Plain and simple: If your website looks like everyone else’s, then it’s credible.
You need to establish a baseline of trust. But that just means you need to make sure you don’t look like a total fuck-up.
Just go with the flow, use an off-the-shelf WordPress theme, hit “Publish”, and be done with it.
It’s probably not going to matter anyway.
Instead, work on earning your first dollar on Amazon/Ebay/Etsy.
The First Dollar Is Hardest
You need to Jaws of Life to extract the first dollar from any customer. Subsequent dollars flow much much easier.
So why not bet it all in an established marketplace where there is built-in trust?
Did you hear that? You can sap the established trust of Ebay/Etsy/Amazon just by being in their marketplace!
Gather email addresses as you make your pennies per sale, and look towards the future when you can upsell existing customers at higher margins.

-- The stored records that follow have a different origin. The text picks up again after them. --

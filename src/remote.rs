//! Contracts for the hosted back end: identity, relational data store and blob storage.
//!
//! Records cross this boundary as JSON values; typed decoding happens in the modules that
//! own each table.

use async_trait::async_trait;
use serde::{Deserialize, Serialize};
use serde_json::Value;
use tokio::sync::watch;

use crate::error::RemoteError;

/// Equality filter over record columns. An empty filter matches every row.
#[derive(Debug, Clone, Default, PartialEq)]
pub struct Filter {
    pub eq: Vec<(String, Value)>,
}

impl Filter {
    pub fn all() -> Self {
        Self::default()
    }

    pub fn equals(mut self, column: impl Into<String>, value: impl Into<Value>) -> Self {
        self.eq.push((column.into(), value.into()));
        self
    }

    pub fn matches(&self, record: &Value) -> bool {
        self.eq
            .iter()
            .all(|(column, expected)| record.get(column) == Some(expected))
    }
}

#[async_trait]
pub trait DataStore: Send + Sync {
    async fn read(&self, table: &str, filter: &Filter) -> Result<Vec<Value>, RemoteError>;

    async fn upsert(&self, table: &str, record: Value) -> Result<(), RemoteError>;

    /// Remote procedure call; the result shape is function-specific.
    async fn rpc(&self, function: &str, params: Value) -> Result<Value, RemoteError>;
}

/// Federated identity providers the app signs in with.
#[derive(Debug, Clone, Copy, PartialEq, Eq, Serialize, Deserialize)]
#[serde(rename_all = "snake_case")]
pub enum IdentityProvider {
    Google,
    Apple,
}

#[derive(Debug, Clone, PartialEq, Eq, Serialize, Deserialize)]
pub struct User {
    pub id: String,
    #[serde(default)]
    pub email: Option<String>,
}

#[derive(Debug, Clone, PartialEq, Eq, Serialize, Deserialize)]
pub struct Session {
    pub user: User,
    pub access_token: String,
}

#[async_trait]
pub trait IdentityService: Send + Sync {
    /// Exchanges a provider-issued ID token for a session.
    async fn sign_in(
        &self,
        provider: IdentityProvider,
        id_token: &str,
    ) -> Result<Session, RemoteError>;

    async fn session(&self) -> Result<Option<Session>, RemoteError>;

    async fn sign_out(&self) -> Result<(), RemoteError>;

    /// Observes sign-in, sign-out and token refreshes.
    fn on_session_change(&self) -> watch::Receiver<Option<Session>>;
}

#[async_trait]
pub trait BlobStorage: Send + Sync {
    /// Stores `bytes` under `path` inside `bucket` and returns the stored path.
    async fn upload(
        &self,
        bucket: &str,
        path: &str,
        bytes: Vec<u8>,
        content_type: &str,
    ) -> Result<String, RemoteError>;

    fn public_url(&self, bucket: &str, path: &str) -> String;
}

#[cfg(test)]
mod tests {
    use super::*;
    use serde_json::json;

    #[test]
    fn filter_matches_all_columns() {
        let row = json!({ "id": 42, "name": "Boulder Lab" });
        assert!(Filter::all().matches(&row));
        assert!(Filter::all().equals("id", 42).matches(&row));
        assert!(!Filter::all().equals("id", 42).equals("name", "Other").matches(&row));
        assert!(!Filter::all().equals("missing", true).matches(&row));
    }
}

If sales are on the top of the heap, what’s on the bottom?
Oh yeah…marketing.
Don’t Do Marketing.
Marketing Isn’t Sales
Once you’ve gathered your email addresses, you’ve got one task: close the next deal with existing customers.
Most small businesses make the mistake of using these email addresses for marketing, branding, etc.
This is a boneheaded mistake that all new businesses make.
I had a conversation with a friend last night who owns a new brick-and-mortar restaurant, his first foray into entrepreneurship.
I was amazed at how dumb he is. But it’s not his fault he’s new.
He spent half of our conversation talking about how he’s going to move his restaurant’s t-shirts. Fucking T-SHIRTS, people!
He was regaling me with idiotic tales of how people would see his t-shirts and then miraculously arrive at his restaurant.
And he now has 500 t-shirts that he’s wasting his time trying to sell! But again, he doesn’t see it as a waste. He sees it as marketing!
And marketing is what companies do, right?!
Wrong.
Marketing is what big, established companies do. It’s what marketing people do.
And no small business should be paying a marketer, because they shouldn’t be marketing.
What should they be doing instead? Oh yeah – SELLING!
On Sales
Use your email list for sales.
Marketing is for companies with stuff on shelves at Target or big service companies like Uber.
Sales is for small businesses.
Sales is harder, because it forces you to ask for money.
It forces you to get uncomfortable.
But money handed to you is the only sure way to know if your product is worth a damn.
Guess what, if nobody is buying, your product ain’t worth shit.